SpaceX made the problem visible. OpenAI and Anthropic could make it unavoidable.
A disclosure rule became a wealth gate
The historical starting point matters because the original fear was real.
The Securities Act of 1933 came after a market collapse that exposed how little ordinary buyers often knew about securities being sold to them. The New Deal answer was disclosure. Washington would not certify which investments were good. Instead, if a company wanted to sell securities broadly to the public, it had to register the offering, publish material information, and accept liability for misleading statements.
Private offerings lived outside that full registration bargain. The Supreme Court’s 1953 Ralston Purina decision framed the exemption around whether offerees could “fend for themselves” and had access to the kind of information registration would disclose. That became the philosophical ancestor of the modern accredited-investor regime.
Regulation D, adopted in 1982, turned that philosophy into a working market system. Rule 506 became the main highway. Under Rule 506(b), an issuer can sell to unlimited accredited investors and up to 35 non-accredited but sophisticated investors, without general solicitation. Under Rule 506(c), created later by the JOBS Act, an issuer can generally solicit, but all purchasers must be accredited and the issuer must take reasonable steps to verify that status.
For individuals, the familiar tests remain: income above $200,000 individually or $300,000 with a spouse or spousal equivalent, or net worth above $1 million excluding the primary residence. The tougher “qualified purchaser” category under the Investment Company Act generally requires an individual to own at least $5 million in investments, a threshold that matters because many private funds rely on qualified-purchaser exemptions.
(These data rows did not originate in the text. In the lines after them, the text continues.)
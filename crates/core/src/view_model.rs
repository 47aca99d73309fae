//! Presentation-independent view of the controller state.
//!
//! Every function here is pure: it reads state and produces plain values.
//! Presentation adapters (`crate::html`, the terminal UI) only translate a
//! [`ViewModel`] into their own widgets or markup.

use serde_json::Value;

use crate::connection_manager::ConnectionState;
use crate::controller::{ExecutionDisplay, GenerationDisplay, Notice, ViewStateController};
use crate::form::MetadataSource;
use crate::provider::Provider;
use crate::wire::{EtlPipeline, GenerationResult, QueryExecutionResult};

pub const PLACEHOLDER: &str = "-";
pub const DEFAULT_BLOCK_REASON: &str = "This request cannot be processed.";
pub const NO_DATA_MESSAGE: &str = "No data returned.";

#[derive(Debug, Clone, PartialEq)]
pub struct ViewModel {
    pub connection: ConnectionView,
    pub request: RequestView,
    pub result: ResultView,
    pub samples: Vec<String>,
    pub execution: ExecutionView,
    pub controls: ControlsView,
    pub notice: Option<Notice>,
    pub metadata_viewer: Option<String>,
}

#[derive(Debug, Clone, PartialEq, Eq)]
pub struct ConnectionView {
    pub state: ConnectionState,
    pub status: String,
    pub form_collapsed: bool,
    pub connect_visible: bool,
    pub connect_busy: bool,
    pub disconnect_visible: bool,
    pub extract_visible: bool,
    pub extract_busy: bool,
    pub table_count: Option<usize>,
}

#[derive(Debug, Clone, PartialEq, Eq)]
pub struct RequestView {
    pub model_name: String,
    pub provider: Provider,
    pub include_etl: bool,
    pub metadata_source: MetadataSource,
    pub generating: bool,
    pub refreshing_samples: bool,
}

#[derive(Debug, Clone, PartialEq, Eq)]
pub enum ResultView {
    Empty,
    Loading,
    Shown(GenerationView),
}

/// Exactly one of the blocked panel or the SQL panel.
#[derive(Debug, Clone, PartialEq, Eq)]
pub enum ResultBody {
    Blocked { reason: String },
    Sql { sql: String },
}

/// A generation result ready for display. The optional sections are `None`
/// when hidden, which is always the case for a blocked body.
#[derive(Debug, Clone, PartialEq, Eq)]
pub struct GenerationView {
    pub intent_summary: String,
    pub body: ResultBody,
    pub assumptions: Option<Vec<String>>,
    pub safety_notes: Option<Vec<String>>,
    pub tables_used: Option<Vec<String>>,
    pub etl: Option<EtlView>,
}

impl GenerationView {
    #[must_use]
    pub fn is_blocked(&self) -> bool {
        matches!(self.body, ResultBody::Blocked { .. })
    }
}

#[derive(Debug, Clone, PartialEq, Eq)]
pub struct EtlView {
    pub extract: Option<ExtractView>,
    pub transform: Option<Vec<String>>,
    pub load: Option<LoadView>,
}

#[derive(Debug, Clone, PartialEq, Eq)]
pub struct ExtractView {
    pub source_tables: String,
    pub conditions: String,
}

#[derive(Debug, Clone, PartialEq, Eq)]
pub struct LoadView {
    pub target_table: String,
    pub write_mode: String,
}

#[derive(Debug, Clone, PartialEq, Eq)]
pub enum ExecutionView {
    Hidden,
    Running,
    Rows(TableView),
    NoData { message: String },
    Failed { message: String },
}

#[derive(Debug, Clone, PartialEq, Eq)]
pub struct TableView {
    pub summary: String,
    pub columns: Vec<String>,
    pub rows: Vec<Vec<Cell>>,
}

#[derive(Debug, Clone, PartialEq, Eq)]
pub enum Cell {
    Value(String),
    Null,
}

#[derive(Debug, Clone, Copy, PartialEq, Eq)]
pub struct ControlsView {
    pub copy_enabled: bool,
    pub execute_visible: bool,
    pub execute_enabled: bool,
}

#[must_use]
pub fn render(controller: &ViewStateController) -> ViewModel {
    let connection = controller.connection();
    let state = connection.state();
    let connected = connection.is_connected();
    let request_form = controller.request_form();
    let runnable =
        controller.has_runnable_result() && !controller.sql_editor().trim().is_empty();

    let result = if controller.is_generating() {
        ResultView::Loading
    } else {
        match controller.generation() {
            GenerationDisplay::Empty => ResultView::Empty,
            GenerationDisplay::Generated(result) => {
                let mut view = render_generation(result);
                // The panel shows the editor, which the user may have changed.
                if let ResultBody::Sql { sql } = &mut view.body {
                    controller.sql_editor().clone_into(sql);
                }
                ResultView::Shown(view)
            }
            GenerationDisplay::Failed(message) => ResultView::Shown(render_failure(message)),
        }
    };

    ViewModel {
        connection: ConnectionView {
            state,
            status: connection.status().text(),
            form_collapsed: controller.connection_form_collapsed(),
            connect_visible: !connected,
            connect_busy: controller.is_connecting(),
            disconnect_visible: connected,
            extract_visible: connected,
            extract_busy: controller.is_extracting(),
            table_count: connection.metadata().map(|metadata| metadata.table_count),
        },
        request: RequestView {
            model_name: request_form.model_name.clone(),
            provider: Provider::for_model(&request_form.model_name),
            include_etl: request_form.include_etl,
            metadata_source: request_form.metadata_source,
            generating: controller.is_generating(),
            refreshing_samples: controller.is_refreshing_samples(),
        },
        result,
        samples: controller.samples().to_vec(),
        execution: render_execution(controller.execution()),
        controls: ControlsView {
            copy_enabled: runnable,
            execute_visible: connected,
            execute_enabled: connected && runnable,
        },
        notice: controller.notice().cloned(),
        metadata_viewer: if controller.metadata_viewer_open() {
            controller
                .metadata()
                .and_then(|metadata| serde_json::to_string_pretty(&metadata.schema).ok())
        } else {
            None
        },
    }
}

#[must_use]
pub fn render_generation(result: &GenerationResult) -> GenerationView {
    let intent_summary = result
        .intent_summary
        .as_deref()
        .filter(|summary| !summary.is_empty())
        .unwrap_or(PLACEHOLDER)
        .to_string();

    if result.is_blocked {
        let reason = result
            .block_reason
            .as_deref()
            .filter(|reason| !reason.is_empty())
            .unwrap_or(DEFAULT_BLOCK_REASON)
            .to_string();
        return GenerationView {
            intent_summary,
            body: ResultBody::Blocked { reason },
            assumptions: None,
            safety_notes: None,
            tables_used: None,
            etl: None,
        };
    }

    GenerationView {
        intent_summary,
        body: ResultBody::Sql {
            sql: result.sql.clone().unwrap_or_default(),
        },
        assumptions: non_empty(&result.assumptions),
        safety_notes: non_empty(&result.safety_notes),
        tables_used: non_empty(&result.tables_used),
        etl: result.etl_pipeline.as_ref().and_then(render_etl),
    }
}

/// A generation that failed outright is shown in the blocked state with the
/// error as its reason.
#[must_use]
pub fn render_failure(message: &str) -> GenerationView {
    GenerationView {
        intent_summary: PLACEHOLDER.to_string(),
        body: ResultBody::Blocked {
            reason: message.to_string(),
        },
        assumptions: None,
        safety_notes: None,
        tables_used: None,
        etl: None,
    }
}

/// `None` when no stage is present.
#[must_use]
pub fn render_etl(pipeline: &EtlPipeline) -> Option<EtlView> {
    let extract = pipeline.extract.as_ref().map(|extract| ExtractView {
        source_tables: extract
            .source_tables
            .as_ref()
            .filter(|tables| !tables.is_empty())
            .map_or_else(|| PLACEHOLDER.to_string(), |tables| tables.join(", ")),
        conditions: or_placeholder(extract.conditions.as_deref()),
    });
    let transform = pipeline
        .transform
        .as_ref()
        .filter(|steps| !steps.is_empty())
        .cloned();
    let load = pipeline.load.as_ref().map(|load| LoadView {
        target_table: or_placeholder(load.target_table.as_deref()),
        write_mode: or_placeholder(load.write_mode.as_deref()),
    });

    if extract.is_none() && transform.is_none() && load.is_none() {
        return None;
    }
    Some(EtlView {
        extract,
        transform,
        load,
    })
}

#[must_use]
pub fn render_query_result(result: &QueryExecutionResult) -> ExecutionView {
    let (Some(columns), Some(data)) = (&result.columns, &result.data) else {
        let message = match result.message.as_deref() {
            Some(message) if !message.is_empty() => format!("{NO_DATA_MESSAGE} {message}"),
            _ => NO_DATA_MESSAGE.to_string(),
        };
        return ExecutionView::NoData { message };
    };

    let rows = data
        .iter()
        .map(|row| {
            columns
                .iter()
                .map(|column| match row.get(column) {
                    None | Some(Value::Null) => Cell::Null,
                    Some(Value::String(text)) => Cell::Value(text.clone()),
                    Some(other) => Cell::Value(other.to_string()),
                })
                .collect()
        })
        .collect();

    ExecutionView::Rows(TableView {
        summary: format!("{} rows returned", result.row_count),
        columns: columns.clone(),
        rows,
    })
}

fn render_execution(execution: &ExecutionDisplay) -> ExecutionView {
    match execution {
        ExecutionDisplay::Hidden => ExecutionView::Hidden,
        ExecutionDisplay::Running => ExecutionView::Running,
        ExecutionDisplay::Finished(result) => render_query_result(result),
        ExecutionDisplay::Failed(message) => ExecutionView::Failed {
            message: message.clone(),
        },
    }
}

fn non_empty(items: &[String]) -> Option<Vec<String>> {
    (!items.is_empty()).then(|| items.to_vec())
}

fn or_placeholder(value: Option<&str>) -> String {
    value
        .filter(|value| !value.is_empty())
        .unwrap_or(PLACEHOLDER)
        .to_string()
}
The definition has been patched. Dodd-Frank excluded the primary residence from the net-worth calculation. In 2020, the SEC added narrow knowledge-based paths, including Series 7, Series 65, and Series 82 licenses and certain knowledgeable employees of private funds. The SEC described the change as a way to recognize investors with “knowledge and expertise,” rather than income or net worth alone.
That was progress. It was also limited progress. The main gate still opens through wealth.
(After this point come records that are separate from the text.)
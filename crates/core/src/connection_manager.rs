use serde_json::Value;
use thiserror::Error;

use crate::backend::ApiError;
use crate::profiles::ConnectionConfig;
use crate::wire::{ConnectAck, ConnectRequest, MetadataResponse};

#[derive(Debug, Clone, Copy, PartialEq, Eq, Default)]
pub enum ConnectionState {
    #[default]
    Disconnected,
    Connecting,
    Connected,
}

/// Schema description returned by the backend for the active connection.
#[derive(Debug, Clone, PartialEq)]
pub struct ExtractedMetadata {
    pub schema: Value,
    pub table_count: usize,
}

impl From<MetadataResponse> for ExtractedMetadata {
    fn from(response: MetadataResponse) -> Self {
        Self {
            schema: response.metadata,
            table_count: response.table_count,
        }
    }
}

#[derive(Debug, Clone, PartialEq, Eq)]
pub struct ConnectionStatus {
    pub state: ConnectionState,
    pub database: Option<String>,
    pub last_error: Option<String>,
}

impl ConnectionStatus {
    #[must_use]
    pub fn disconnected() -> Self {
        Self {
            state: ConnectionState::Disconnected,
            database: None,
            last_error: None,
        }
    }

    #[must_use]
    pub fn text(&self) -> String {
        match self.state {
            ConnectionState::Connected => format!(
                "Connected to {}",
                self.database.as_deref().unwrap_or("database")
            ),
            ConnectionState::Connecting => "Connecting...".to_string(),
            ConnectionState::Disconnected => match &self.last_error {
                Some(error) => format!("Connection failed: {error}"),
                None => "Not connected".to_string(),
            },
        }
    }
}

#[derive(Debug, Clone, PartialEq, Eq, Error)]
pub enum ConnectionError {
    #[error("enter the {}", .0.join(", "))]
    MissingFields(Vec<&'static str>),
    #[error("already connected to `{database}`; disconnect first")]
    AlreadyConnected { database: String },
    #[error("connect to a database first")]
    NotConnected,
}

#[derive(Debug, Default)]
pub struct ConnectionManager {
    state: ConnectionState,
    active: Option<ConnectionConfig>,
    pending: Option<ConnectionConfig>,
    metadata: Option<ExtractedMetadata>,
    last_error: Option<String>,
}

impl ConnectionManager {
    #[must_use]
    pub fn new() -> Self {
        Self::default()
    }

    #[must_use]
    pub fn state(&self) -> ConnectionState {
        self.state
    }

    #[must_use]
    pub fn is_connected(&self) -> bool {
        self.state == ConnectionState::Connected
    }

    #[must_use]
    pub fn status(&self) -> ConnectionStatus {
        let database = match self.state {
            ConnectionState::Connected => self.active.as_ref(),
            ConnectionState::Connecting => self.pending.as_ref(),
            ConnectionState::Disconnected => None,
        }
        .map(|config| config.database.clone());

        ConnectionStatus {
            state: self.state,
            database,
            last_error: self.last_error.clone(),
        }
    }

    #[must_use]
    pub fn active_config(&self) -> Option<&ConnectionConfig> {
        self.active.as_ref()
    }

    #[must_use]
    pub fn metadata(&self) -> Option<&ExtractedMetadata> {
        self.metadata.as_ref()
    }

    pub fn begin_connect(
        &mut self,
        config: ConnectionConfig,
    ) -> Result<ConnectRequest, ConnectionError> {
        if let Some(active) = &self.active {
            return Err(ConnectionError::AlreadyConnected {
                database: active.database.clone(),
            });
        }

        let config = config.trimmed();
        let missing = config.missing_fields();
        if !missing.is_empty() {
            return Err(ConnectionError::MissingFields(missing));
        }

        let request = ConnectRequest::from(&config);
        self.state = ConnectionState::Connecting;
        self.pending = Some(config);
        self.last_error = None;
        Ok(request)
    }

    pub fn complete_connect(&mut self, outcome: Result<ConnectAck, ApiError>) {
        match outcome {
            Ok(_) => {
                self.active = self.pending.take();
                self.state = if self.active.is_some() {
                    ConnectionState::Connected
                } else {
                    ConnectionState::Disconnected
                };
                self.metadata = None;
                self.last_error = None;
            }
            Err(error) => {
                self.pending = None;
                self.active = None;
                self.state = ConnectionState::Disconnected;
                self.last_error = Some(error.to_string());
            }
        }
    }

    /// Drops local connection state. Returns whether a connection was active.
    pub fn disconnect(&mut self) -> bool {
        let was_connected = self.active.take().is_some();
        self.pending = None;
        self.metadata = None;
        self.last_error = None;
        self.state = ConnectionState::Disconnected;
        was_connected
    }

    pub fn ensure_connected(&self) -> Result<(), ConnectionError> {
        if self.is_connected() {
            Ok(())
        } else {
            Err(ConnectionError::NotConnected)
        }
    }

    pub fn cache_metadata(&mut self, response: MetadataResponse) -> &ExtractedMetadata {
        self.metadata.insert(ExtractedMetadata::from(response))
    }
}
Inflation widened the gate without solving the fairness problem
One irony of the accredited-investor rule is that it has become broader over time without becoming especially smarter.
The thresholds were never indexed to inflation. In its 2023 review, the SEC estimated that households meeting the financial criteria rose from about 1.8% of U.S. households in 1983 to 18.5% in 2022, or roughly 24.3 million households. If the original thresholds had been adjusted by CPI-U through 2022, the $1 million net-worth test would have been about $3.04 million, the $200,000 individual-income test about $607,568, and the $300,000 joint-income test about $911,352.
That fact cuts in both directions. Defenders can say the rule has already expanded far beyond its original reach. Reformers can respond that inflation is a terrible proxy for sophistication. A household does not become better at reading a cap table because home prices rose. A retired couple may qualify because of assets accumulated over a lifetime and still be vulnerable to a slick private-placement pitch. A younger engineer may understand AI infrastructure deeply and remain legally excluded.
The SEC’s own participation data show how dominant the accredited channel has become. From 2009 through 2022, the agency estimated about 9.6 million investor participations in Regulation D offerings. Roughly 99.7% were accredited-investor participations. Only about 27,900 non-accredited investor participations appeared across that entire period.
The scale of the market makes those numbers matter. The SEC estimated that exempt offerings raised about $3.7 trillion in 2022, roughly 270% more than the $1.0 trillion raised through registered offerings. Private markets are no longer a small side room attached to public markets. They are a main room of American capital formation.
That changes the moral weight of the access question.
The IPO now arrives after the steepest climb
The old mental model said that ambitious companies eventually went public early enough for public investors to participate in a long runway of growth. That model has weakened.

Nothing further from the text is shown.